Lo extraño era que, a pesar de la porquería que cubría a los zombels, cuando se les miraba bien, se veía que conservaban casi todos los dientes, el cabello y unos ojos normales. Tenían un aspecto extrañamente sano, aunque emitieran radiaciones cual vertedero de residuos atómicos. ¿Era posible que se hubieran adaptado al nuevo ecosistema? Iván negó con la cabeza. Las dosis de radiación que habían recibido eran espantosas, sin duda alguna. Un ser humano normal la habría diñado. Parecía que la radiación no les hiciese nada a los zombels. Por el contrario, parecía que les diera nuevo vigor. ¿Se sabe de alguien que haya visto a un zombel enfermo? Iván sintió que un escalofrío le recorría la espalda. La selección natural, maldita sea. Los enfermos acaban en el estómago de otros. No por nada corrían esos rumores…
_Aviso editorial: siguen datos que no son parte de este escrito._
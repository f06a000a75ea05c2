//! Session selector: the single "current conversation" pointer.
//!
//! The pointer is published through a `watch` channel. Each genuine switch
//! increments `switch_seq`; in-place updates of the selected conversation
//! (id promotion, refreshed counters) keep the sequence number, so observers
//! can tell a switch from an update.

use chatline_core::conversation::Conversation;
use chatline_core::error::Result;
use chatline_core::ids::{ConversationId, Promotion};
use chatline_core::state::StateRepository;
use std::sync::Arc;
use tokio::sync::watch;

/// The published selection.
#[derive(Debug, Clone, PartialEq, Default)]
pub struct Selection {
    pub conversation: Option<Conversation>,
    pub switch_seq: u64,
}

impl Selection {
    pub fn conversation_id(&self) -> Option<&ConversationId> {
        self.conversation.as_ref().map(|conversation| &conversation.id)
    }
}

pub struct SessionSelector {
    tx: watch::Sender<Selection>,
    state_repository: Arc<dyn StateRepository>,
}

impl SessionSelector {
    pub fn new(state_repository: Arc<dyn StateRepository>) -> Self {
        let (tx, _rx) = watch::channel(Selection::default());
        Self {
            tx,
            state_repository,
        }
    }

    /// Restores the persisted selection. Performs no network activity.
    pub async fn restore(&self) -> Option<Conversation> {
        let restored = self.state_repository.get_current_conversation().await;
        if let Some(conversation) = &restored {
            tracing::info!(
                "[SessionSelector] Restored selection: {} ({})",
                conversation.id,
                conversation.title
            );
            self.swap(Some(conversation.clone()));
        }
        restored
    }

    pub fn current(&self) -> Option<Conversation> {
        self.tx.borrow().conversation.clone()
    }

    pub fn current_id(&self) -> Option<ConversationId> {
        self.tx.borrow().conversation_id().cloned()
    }

    pub fn subscribe(&self) -> watch::Receiver<Selection> {
        self.tx.subscribe()
    }

    /// Points the selection at `conversation` (or clears it) and persists it.
    ///
    /// The in-memory swap always happens; an error only means the selection
    /// could not be persisted.
    pub async fn select(&self, conversation: Option<Conversation>) -> Result<()> {
        self.swap(conversation.clone());
        match conversation {
            Some(conversation) => {
                self.state_repository
                    .set_current_conversation(conversation)
                    .await
            }
            None => self.state_repository.clear_current_conversation().await,
        }
    }

    /// Clears the selection if it currently points at `id`.
    ///
    /// Returns whether the selection was cleared.
    pub async fn clear_if_current(&self, id: &ConversationId) -> Result<bool> {
        if self.current_id().as_ref() != Some(id) {
            return Ok(false);
        }
        self.select(None).await?;
        Ok(true)
    }

    /// Rewrites a provisional selection to its confirmed id without counting
    /// it as a switch.
    pub async fn promote(&self, promotion: &Promotion) -> Result<bool> {
        let promoted = self.tx.send_if_modified(|selection| {
            match selection.conversation.as_mut() {
                Some(conversation) if conversation.id.as_provisional() == Some(&promotion.provisional) => {
                    conversation.id = conversation.id.promoted(promotion);
                    true
                }
                _ => false,
            }
        });
        if promoted {
            tracing::debug!(
                "[SessionSelector] Promoted selection {} -> {}",
                promotion.provisional,
                promotion.confirmed
            );
            self.persist_current().await?;
        }
        Ok(promoted)
    }

    /// Replaces the stored copy of the selected conversation (e.g. refreshed
    /// counters) when `conversation` is the one selected. Not a switch.
    pub async fn refresh_current(&self, conversation: &Conversation) -> Result<bool> {
        let refreshed = self.tx.send_if_modified(|selection| {
            match selection.conversation.as_mut() {
                Some(current) if current.id == conversation.id && current != conversation => {
                    *current = conversation.clone();
                    true
                }
                _ => false,
            }
        });
        if refreshed {
            self.persist_current().await?;
        }
        Ok(refreshed)
    }

    fn swap(&self, conversation: Option<Conversation>) {
        self.tx.send_modify(|selection| {
            let switching = selection.conversation_id() != conversation.as_ref().map(|c| &c.id);
            if switching {
                selection.switch_seq += 1;
                tracing::debug!(
                    "[SessionSelector] Switched to {:?} (seq {})",
                    conversation.as_ref().map(|c| c.id.as_str()),
                    selection.switch_seq
                );
            }
            selection.conversation = conversation;
        });
    }

    async fn persist_current(&self) -> Result<()> {
        match self.current() {
            Some(conversation) => {
                self.state_repository
                    .set_current_conversation(conversation)
                    .await
            }
            None => self.state_repository.clear_current_conversation().await,
        }
    }
}
//! Typed, lock-protected storage of every attestation variant.
//!
//! One bucket per concrete wire type, each behind its own reader/writer lock,
//! plus the permanent entity blacklist and the convergence arrival log.

pub mod blacklist;
pub mod object_store;

pub use blacklist::Blacklist;
pub use object_store::{ArrivalRecord, ClaimOutcome, ObjectStore};
//! Relay layer: broadcasts objects to connected peers and to the bound
//! owner, substituting compact notifications for oversized payloads.

pub mod http;
pub mod stats;

pub use http::{plan_broadcast, BroadcastPlan, HttpRelay, RelayError};
pub use stats::{TrafficSnapshot, TrafficStats};

use ctgossip_types::GossipObject;

/// Outbound side of the gossip engine.
///
/// Both methods are fire-and-forget: each peer send runs as an independent
/// concurrent unit, failures are logged and never propagated, and the caller
/// returns immediately.
pub trait Relay: Send + Sync {
    /// Send an object to every configured peer.
    fn broadcast(&self, obj: &GossipObject);

    /// Push an object to the node's bound owner (monitor).
    fn send_to_owner(&self, obj: &GossipObject);
}
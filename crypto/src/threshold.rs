//! BLS12-381 threshold-share signing and aggregation (min_pk: public keys on
//! G1, signatures on G2).

use blst::min_pk::{AggregatePublicKey, AggregateSignature, PublicKey, SecretKey, Signature};
use blst::BLST_ERROR;

use crate::CryptoError;

/// Domain separation tag for BLS signatures on G2 with SHA-256 hash-to-curve.
const BLS_DST: &[u8] = b"BLS_SIG_BLS12381G2_XMD:SHA-256_SSWU_RO_NUL_";

/// Produce one signer's share over `message`, hex-encoded.
pub fn sign_share(message: &[u8], secret: &SecretKey) -> String {
    hex::encode(secret.sign(message, BLS_DST, &[]).to_bytes())
}

/// Verify a single hex-encoded share against its signer's public key.
pub fn verify_share(
    message: &[u8],
    share_hex: &str,
    public_key: &PublicKey,
) -> Result<(), CryptoError> {
    let sig = decode_signature(share_hex)?;
    match sig.verify(true, message, BLS_DST, &[], public_key, true) {
        BLST_ERROR::BLST_SUCCESS => Ok(()),
        err => Err(CryptoError::InvalidSignature(format!(
            "BLS share verification: {err:?}"
        ))),
    }
}

/// Aggregate hex-encoded shares into a single threshold signature.
///
/// The caller is responsible for verifying each share individually first and
/// for enforcing the quorum size.
pub fn aggregate_shares(share_hexes: &[String]) -> Result<String, CryptoError> {
    if share_hexes.is_empty() {
        return Err(CryptoError::InsufficientShares { have: 0, need: 1 });
    }
    let sigs: Vec<Signature> = share_hexes
        .iter()
        .map(|s| decode_signature(s))
        .collect::<Result<_, _>>()?;
    let refs: Vec<&Signature> = sigs.iter().collect();
    let agg = AggregateSignature::aggregate(&refs, true)
        .map_err(|e| CryptoError::InvalidSignature(format!("BLS aggregation: {e:?}")))?;
    Ok(hex::encode(agg.to_signature().to_bytes()))
}

/// Verify an aggregated threshold signature over `message` against the
/// public keys of every contributing signer.
pub fn verify_aggregate(
    message: &[u8],
    aggregate_hex: &str,
    public_keys: &[&PublicKey],
) -> Result<(), CryptoError> {
    if public_keys.is_empty() {
        return Err(CryptoError::InsufficientShares { have: 0, need: 1 });
    }
    let sig = decode_signature(aggregate_hex)?;
    let agg_pk = AggregatePublicKey::aggregate(public_keys, true)
        .map_err(|e| CryptoError::InvalidKey(format!("G1 aggregation: {e:?}")))?;
    match sig.verify(true, message, BLS_DST, &[], &agg_pk.to_public_key(), false) {
        BLST_ERROR::BLST_SUCCESS => Ok(()),
        err => Err(CryptoError::InvalidSignature(format!(
            "BLS aggregate verification: {err:?}"
        ))),
    }
}

fn decode_signature(sig_hex: &str) -> Result<Signature, CryptoError> {
    let bytes =
        hex::decode(sig_hex).map_err(|e| CryptoError::InvalidEncoding(format!("hex: {e}")))?;
    Signature::from_bytes(&bytes)
        .map_err(|e| CryptoError::InvalidEncoding(format!("G2 point: {e:?}")))
}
Iván y su gente llegaron a la entrada de un pasillo lateral que partía del túnel. Allí les esperaba ya un admiralze.

—Entrad a controlar —ordenó el admiralze, y siguió adelante con pasos cansinos.

Iván contempló las tenebrosas fauces del pasillo y lanzó un escupitajo.

Estupendo. Tendremos que ir a limpiar el cagadero.

—Que pase primero Igor, yo iré segundo, y Vadim tercero. —Iván se obligó a alargar el cuello. Una vértebra le crujió—. Ahora no nos iría nada mal llevar una granada… es igual, adelante.

Los baños constaban de una ducha, un lavadero e inodoros para hombres y mujeres. Por supuesto que no había ninguna luz. «Bueno, qué más da, vamos allá», pensó Iván.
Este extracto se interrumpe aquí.